После выписки из стационара пациенту необходимо в обязательном порядке продолжить качественную реабилитацию в профильном медицинском учреждении под контролем компетентных специалистов! Это очень важное условие, влияющее на окончательный результат лечения. Чтобы восстановить подвижность конечности, исправить опорно-двигательные расстройства и адаптироваться к новому суставу, одной лишь успешно проведенной имплантации недостаточно! Только безупречно пройденный весь курс реабилитационной программы, составленной на профессиональном уровне, гарантирует вам полноценное восстановление и защиту от нежелательных последствий. Длительность восстановительного лечения после операции составляет в среднем 2,5-3 месяца.

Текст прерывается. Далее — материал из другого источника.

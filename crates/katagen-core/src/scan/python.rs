//! Python queries over masked source: stdin/stdout usage, disallowed
//! imports, `solve` definition, test function enumeration.

use lazy_static::lazy_static;
use regex::Regex;

use super::mask_python;

/// Modules a generated Python problem may never import.
pub const DISALLOWED_MODULES: &[&str] = &[
    "os",
    "pathlib",
    "shutil",
    "subprocess",
    "socket",
    "requests",
    "urllib",
    "http",
    "ftplib",
    "asyncio",
    "multiprocessing",
];

lazy_static! {
    static ref IMPORT_RE: Regex =
        Regex::new(r"(?m)^\s*(?:import|from)\s+([A-Za-z_][\w.]*)").expect("static regex");
    static ref EVAL_EXEC_RE: Regex = Regex::new(r"\b(?:eval|exec)\s*\(").expect("static regex");
    static ref SOLVE_RE: Regex = Regex::new(r"(?m)^\s*def\s+solve\s*\(").expect("static regex");
    static ref STDIN_RE: Regex =
        Regex::new(r"\binput\s*\(|sys\s*\.\s*stdin|open\s*\(\s*0\s*,").expect("static regex");
    static ref STDOUT_RE: Regex =
        Regex::new(r"\bprint\s*\(|sys\s*\.\s*stdout").expect("static regex");
    static ref TEST_FN_RE: Regex =
        Regex::new(r"(?m)^def\s+(test_case_\d+)\s*\(([^)]*)\)").expect("static regex");
}

/// One scanned Python source. Masking happens once at construction.
#[derive(Debug)]
pub struct PythonScan {
    masked: String,
}

impl PythonScan {
    pub fn new(source: &str) -> Self {
        Self {
            masked: mask_python(source),
        }
    }

    pub fn masked(&self) -> &str {
        &self.masked
    }

    /// Whether the source reads stdin (`input(`, `sys.stdin`, `open(0,`).
    pub fn reads_stdin(&self) -> bool {
        STDIN_RE.is_match(&self.masked)
    }

    /// Whether the source writes stdout (`print(`, `sys.stdout`).
    pub fn writes_stdout(&self) -> bool {
        STDOUT_RE.is_match(&self.masked)
    }

    /// `eval(` or `exec(` anywhere in code.
    pub fn uses_eval_exec(&self) -> bool {
        EVAL_EXEC_RE.is_match(&self.masked)
    }

    /// Root modules imported that are on the disallowed list.
    pub fn disallowed_imports(&self) -> Vec<String> {
        let mut found = Vec::new();
        for caps in IMPORT_RE.captures_iter(&self.masked) {
            let module = caps.get(1).expect("group 1").as_str();
            let root = module.split('.').next().unwrap_or(module);
            if DISALLOWED_MODULES.contains(&root) && !found.iter().any(|f| f == root) {
                found.push(root.to_string());
            }
        }
        found
    }

    /// A top-level (or indented) `def solve(` definition.
    pub fn defines_solve(&self) -> bool {
        SOLVE_RE.is_match(&self.masked)
    }

    /// Module-level test functions named `test_case_N`, with their
    /// parameter lists, in source order.
    pub fn test_functions(&self) -> Vec<(String, String)> {
        TEST_FN_RE
            .captures_iter(&self.masked)
            .map(|caps| {
                (
                    caps.get(1).expect("group 1").as_str().to_string(),
                    caps.get(2).expect("group 2").as_str().trim().to_string(),
                )
            })
            .collect()
    }
}
//! Pipeline configuration.

use std::time::Duration;

use serde::{Deserialize, Serialize};

/// Tunables for a generation run. `Default` carries the production values.
#[derive(Debug, Clone, Serialize, Deserialize)]
pub struct GenerationConfig {
    /// Total attempts allowed per slot for retriable failures.
    #[serde(default = "default_max_attempts")]
    pub max_attempts_per_slot: u32,

    /// Fixed at 8 in v1.
    #[serde(default = "default_test_case_count")]
    pub test_case_count: u32,

    /// Whether a hard slot that exhausts quality retries may be downgraded
    /// to medium (only when the spec did not explicitly request hard).
    #[serde(default = "default_true")]
    pub soft_fallback_enabled: bool,

    /// Timeout per judge call.
    #[serde(default = "default_judge_timeout_ms")]
    pub judge_timeout_ms: u64,

    /// Timeout per LLM call. A timeout here is a transport failure, not a
    /// content failure.
    #[serde(default = "default_llm_timeout_ms")]
    pub llm_timeout_ms: u64,

    /// Debug switch: when set, progress events may carry test-suite text.
    #[serde(default)]
    pub trace_test_suites: bool,

    /// Byte budget for judge stdout/stderr snippets forwarded to repair
    /// prompts and progress events.
    #[serde(default = "default_judge_output_budget")]
    pub judge_output_budget: usize,
}

fn default_max_attempts() -> u32 {
    3
}

fn default_test_case_count() -> u32 {
    8
}

fn default_true() -> bool {
    true
}

fn default_judge_timeout_ms() -> u64 {
    90_000
}

fn default_llm_timeout_ms() -> u64 {
    60_000
}

fn default_judge_output_budget() -> usize {
    2_048
}

impl Default for GenerationConfig {
    fn default() -> Self {
        Self {
            max_attempts_per_slot: default_max_attempts(),
            test_case_count: default_test_case_count(),
            soft_fallback_enabled: true,
            judge_timeout_ms: default_judge_timeout_ms(),
            llm_timeout_ms: default_llm_timeout_ms(),
            trace_test_suites: false,
            judge_output_budget: default_judge_output_budget(),
        }
    }
}

impl GenerationConfig {
    pub fn judge_timeout(&self) -> Duration {
        Duration::from_millis(self.judge_timeout_ms)
    }

    pub fn llm_timeout(&self) -> Duration {
        Duration::from_millis(self.llm_timeout_ms)
    }
}
//! Sandboxed judge for generated problems.
//!
//! Each judged request gets an ephemeral temp-dir workspace; the language
//! toolchain runs inside it and the workspace is destroyed afterwards.
//! Pass/fail over identical inputs is deterministic for a fixed toolchain.

pub mod judge;
pub mod sandbox;
pub mod verdict;

pub use judge::SandboxJudge;
pub use sandbox::{ExecutionResult, Sandbox};
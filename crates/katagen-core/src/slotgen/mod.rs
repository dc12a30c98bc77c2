//! Per-slot generation: prompt → LLM → tolerant parse → normalize →
//! mechanical rewrites → test-suite shape validation (with one-shot
//! repair) → obligation check.
//!
//! Every failure is a typed [`AttemptError`]; the pipeline owns the retry
//! policy and passes prior attempt hashes in so an identical raw output is
//! rejected before any validation re-runs.

pub mod parse;
pub mod prompts;

use std::collections::{BTreeMap, HashSet};

use serde::Deserialize;
use sha2::{Digest, Sha256};
use tracing::{debug, info};

use crate::config::GenerationConfig;
use crate::error::{AttemptError, CollaboratorError, FailureKind};
use crate::external::{CompletionRequest, JudgeAdapter, JudgeRequest, LlmClient};
use crate::obligations::{self, ids as obligation_ids};
use crate::rewrite::{ids as rewrite_ids, java as java_rewrite};
use crate::scan::cpp::CppScan;
use crate::scan::java::JavaScan;
use crate::testsuite::{validate_test_suite, TestSuiteRepairer};
use crate::types::{
    GeneratedProblemDraft, Language, ObligationResult, ProblemSlot, RewriteRecord, RunContext,
};

/// Context carried into a retry attempt.
#[derive(Debug, Clone)]
pub struct RepairInput {
    pub kind: FailureKind,
    pub previous_draft: Option<GeneratedProblemDraft>,
    pub error_message: Option<String>,
    pub judge_stdout: Option<String>,
    pub judge_stderr: Option<String>,
}

/// A draft that passed every deterministic check, with its evidence.
#[derive(Debug)]
pub struct SlotDraftBundle {
    pub draft: GeneratedProblemDraft,
    pub rewrites: Vec<RewriteRecord>,
    pub obligations: Vec<ObligationResult>,
    /// sha-256 of the raw LLM text, for the substantive-change gate.
    pub raw_sha256: String,
}

/// A failed attempt. The hash is present whenever an LLM response was
/// obtained, so the pipeline can still record it for dedup.
#[derive(Debug)]
pub struct AttemptFailure {
    pub error: AttemptError,
    pub raw_sha256: Option<String>,
}

impl AttemptFailure {
    fn bare(error: AttemptError) -> Self {
        Self {
            error,
            raw_sha256: None,
        }
    }

    fn hashed(error: AttemptError, raw_sha256: String) -> Self {
        Self {
            error,
            raw_sha256: Some(raw_sha256),
        }
    }
}

/// Raw LLM draft payload, before normalization.
#[derive(Debug, Deserialize)]
struct RawDraft {
    #[serde(default)]
    title: Option<String>,
    #[serde(default)]
    description: Option<String>,
    #[serde(default)]
    starter_code: Option<String>,
    #[serde(default)]
    test_suite: Option<String>,
    #[serde(default)]
    reference_solution: Option<String>,
    #[serde(default)]
    reference_workspace: Option<BTreeMap<String, String>>,
    #[serde(default)]
    workspace: Option<BTreeMap<String, String>>,
    #[serde(default)]
    constraints: Option<String>,
    #[serde(default)]
    sample_inputs: Option<Vec<String>>,
    #[serde(default)]
    sample_outputs: Option<Vec<String>>,
}

#[derive(Debug, Deserialize)]
struct ReferenceRepairPayload {
    reference_solution: String,
}

const MAX_SAMPLES: usize = 10;
const SAMPLE_PLACEHOLDER: &str = "(see description)";

pub(crate) fn sha256_hex(text: &str) -> String {
    let digest = Sha256::digest(text.as_bytes());
    let mut out = String::with_capacity(64);
    for byte in digest {
        out.push_str(&format!("{byte:02x}"));
    }
    out
}

/// Orchestrates one slot attempt.
pub struct PerSlotGenerator<'a> {
    llm: &'a dyn LlmClient,
    judge: &'a dyn JudgeAdapter,
    config: &'a GenerationConfig,
    ctx: &'a RunContext,
}
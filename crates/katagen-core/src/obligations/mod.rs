//! Structural obligations over generated drafts.
//!
//! Every obligation is a pure function of source text. Evaluation order is
//! deterministic and the first violation stops the check with a typed
//! [`ObligationViolation`]; violations surface as contract failures.

pub mod cpp;
pub mod java;
pub mod python;
pub mod sql;

use thiserror::Error;

use crate::types::{GeneratedProblemDraft, Language, ObligationResult, ProblemSlot};

/// Obligation identifiers.
pub mod ids {
    pub const JAVA_SINGLE_PUBLIC_TYPE: &str = "java.single_public_type_per_unit";
    pub const JAVA_WORKSPACE_PATHS_MATCH: &str = "java.workspace_paths_match";
    pub const JAVA_PRIMARY_TYPE_MATCHES_TARGET: &str = "java.primary_type_matches_target";
    pub const JAVA_TEST_CLASS_MATCHES_TARGET: &str = "java.test_class_matches_target";
    pub const JAVA_NO_WHILE_FALSE: &str = "java.no_while_false";
    pub const JAVA_STDOUT_SOLUTION_PRINTS: &str = "java.stdout_solution_prints";
    pub const JAVA_STDOUT_TESTS_CAPTURE: &str = "java.stdout_tests_capture";
    pub const JAVA_STDIN_TESTS_PROVIDE: &str = "java.stdin_tests_provide";
    pub const JAVA_STDIN_REQUIRES_MAIN: &str = "java.stdin_requires_main";
    pub const JAVA_STDIN_DISALLOWED_FOR_STRUCTURAL: &str =
        "java.stdin_disallowed_for_structural_topics";
    pub const JAVA_TOPIC_POLYMORPHISM: &str = "java.structural_topic.polymorphism";
    pub const JAVA_TOPIC_INHERITANCE: &str = "java.structural_topic.inheritance";
    pub const JAVA_TOPIC_ABSTRACTION: &str = "java.structural_topic.abstraction";
    pub const JAVA_TOPIC_ENCAPSULATION: &str = "java.structural_topic.encapsulation";
    pub const JAVA_TOPIC_COMPOSITION: &str = "java.structural_topic.composition";

    pub const PYTHON_REFERENCE_DEFINES_SOLVE: &str = "python.reference_defines_solve";
    pub const PYTHON_NO_DISALLOWED_IMPORTS: &str = "python.no_disallowed_imports";
    pub const PYTHON_NO_EVAL_EXEC: &str = "python.no_eval_exec";
    pub const PYTHON_EIGHT_TEST_CASES: &str = "python.eight_test_cases";
    pub const PYTHON_RETURN_STYLE_ASSERTS_SOLVE: &str = "python.return_style_asserts_solve";
    pub const PYTHON_STDOUT_STYLE_USES_CAPSYS: &str = "python.stdout_style_uses_capsys";
    pub const PYTHON_STDOUT_SOLUTION_PRINTS: &str = "python.stdout_solution_prints";

    pub const CPP_REFERENCE_DEFINES_SOLVE: &str = "cpp.reference_defines_solve";
    pub const CPP_TEST_INCLUDES_SOLUTION: &str = "cpp.test_includes_solution";
    pub const CPP_TEST_DEFINES_MAIN: &str = "cpp.test_defines_main";
    pub const CPP_RUN_TEST_MACRO_CASES: &str = "cpp.run_test_macro_cases";
    pub const CPP_STDOUT_CAPTURE: &str = "cpp.stdout_capture";

    pub const SQL_TEST_DOCUMENT_SHAPE: &str = "sql.test_document_shape";
    pub const SQL_REFERENCE_NON_EMPTY: &str = "sql.reference_non_empty";

    pub const TESTS_REJECT_BASELINES: &str = "tests.reject_baselines";
    pub const RETRY_SUBSTANTIVE_CHANGE: &str = "retry.substantive_change_required";
    pub const SLOT_PARSE_JSON: &str = "slot.parse_json";
    pub const SLOT_CONSTRAINTS_MATCH: &str = "slot.constraints_match";
    pub const SLOT_REFERENCE_PRESENT: &str = "slot.reference_present";
    pub const SLOT_TEST_SUITE_SHAPE: &str = "slot.test_suite_shape";
}

/// A violated obligation; fails the slot as a contract error carrying the
/// obligation id.
#[derive(Error, Debug, Clone, PartialEq, Eq)]
#[error("obligation {id} violated: {message}")]
pub struct ObligationViolation {
    pub id: String,
    pub message: String,
}

impl ObligationViolation {
    pub fn new(id: impl Into<String>, message: impl Into<String>) -> Self {
        Self {
            id: id.into(),
            message: message.into(),
        }
    }
}

/// Accumulates passed obligations; the first failed one aborts evaluation.
#[derive(Debug, Default)]
pub(crate) struct ObligationLog {
    results: Vec<ObligationResult>,
}

impl ObligationLog {
    pub fn new() -> Self {
        Self::default()
    }

    /// Record a pass, or stop with a violation.
    pub fn require<F>(&mut self, id: &str, ok: bool, message: F) -> Result<(), ObligationViolation>
    where
        F: FnOnce() -> String,
    {
        if ok {
            self.results.push(ObligationResult::ok(id));
            Ok(())
        } else {
            Err(ObligationViolation::new(id, message()))
        }
    }

    pub fn finish(self) -> Vec<ObligationResult> {
        self.results
    }
}

/// OOP topics that demand structural shape from a Java reference.
pub const STRUCTURAL_TOPICS: &[&str] = &[
    "encapsulation",
    "inheritance",
    "polymorphism",
    "abstraction",
    "composition",
];

pub(crate) fn structural_topics_of(slot: &ProblemSlot) -> Vec<String> {
    slot.topics
        .iter()
        .map(|t| t.trim().to_ascii_lowercase())
        .filter(|t| STRUCTURAL_TOPICS.contains(&t.as_str()))
        .collect()
}

/// Verify every applicable obligation for the draft. Returns the passed
/// obligations in evaluation order, or the first violation.
pub fn check_draft(
    draft: &GeneratedProblemDraft,
    slot: &ProblemSlot,
) -> Result<Vec<ObligationResult>, ObligationViolation> {
    match slot.language {
        Language::Java => java::check(draft, slot),
        Language::Python => python::check(draft, slot),
        Language::Cpp => cpp::check(draft, slot),
        Language::Sql => sql::check(draft, slot),
    }
}

#[cfg(test)]
mod tests {
    use super::*;

    #[test]
    fn log_stops_on_first_violation() {
        let mut log = ObligationLog::new();
        log.require("a", true, || unreachable!()).unwrap();
        let err = log.require("b", false, || "broken".to_string()).unwrap_err();
        assert_eq!(err.id, "b");
        assert_eq!(err.message, "broken");
    }

    #[test]
    fn structural_topic_matching_is_case_insensitive() {
        let slot = ProblemSlot {
            index: 0,
            language: Language::Java,
            difficulty: crate::types::Difficulty::Hard,
            topics: vec!["Polymorphism".to_string(), "loops".to_string()],
            problem_style: crate::types::ProblemStyle::Return,
            constraints: String::new(),
            test_case_count: 8,
        };
        assert_eq!(structural_topics_of(&slot), vec!["polymorphism"]);
    }
}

При соблюдении всех медицинских рекомендаций неродной сустав-аналог прослужит достаточно долго, от 15 лет и более. В клинической практике были случаи, когда пациентам требовалась переустановка протеза только через 30 лет. Потрясающие перспективы должны помочь людям, мучающимся много лет от злополучного гонартроза, понять, что инвалидность – не всегда окончательный и бесповоротный приговор, и вы сами его можете отменить в любую секунду. Достаточно просто побороть страх перед операцией и обратиться в хорошую клинику для прохождения процедуры протезирования.

Сегодня данный вид вмешательства можно пройти и в пределах своего государства, причем, совершенно бесплатно, по специальной квоте. Но важно учитывать тот факт, что в отечественных клиниках подобная разновидность хирургии еще не получила широкого распространения. Проценты осложнений и неблагополучных исходов после коленного протезирования в наших больницах самые высокие в мире. Поэтому мы советуем тщательно выбирать медицинский центр, где вас будут оперировать, и желательно из числа лучших заграничных клиник.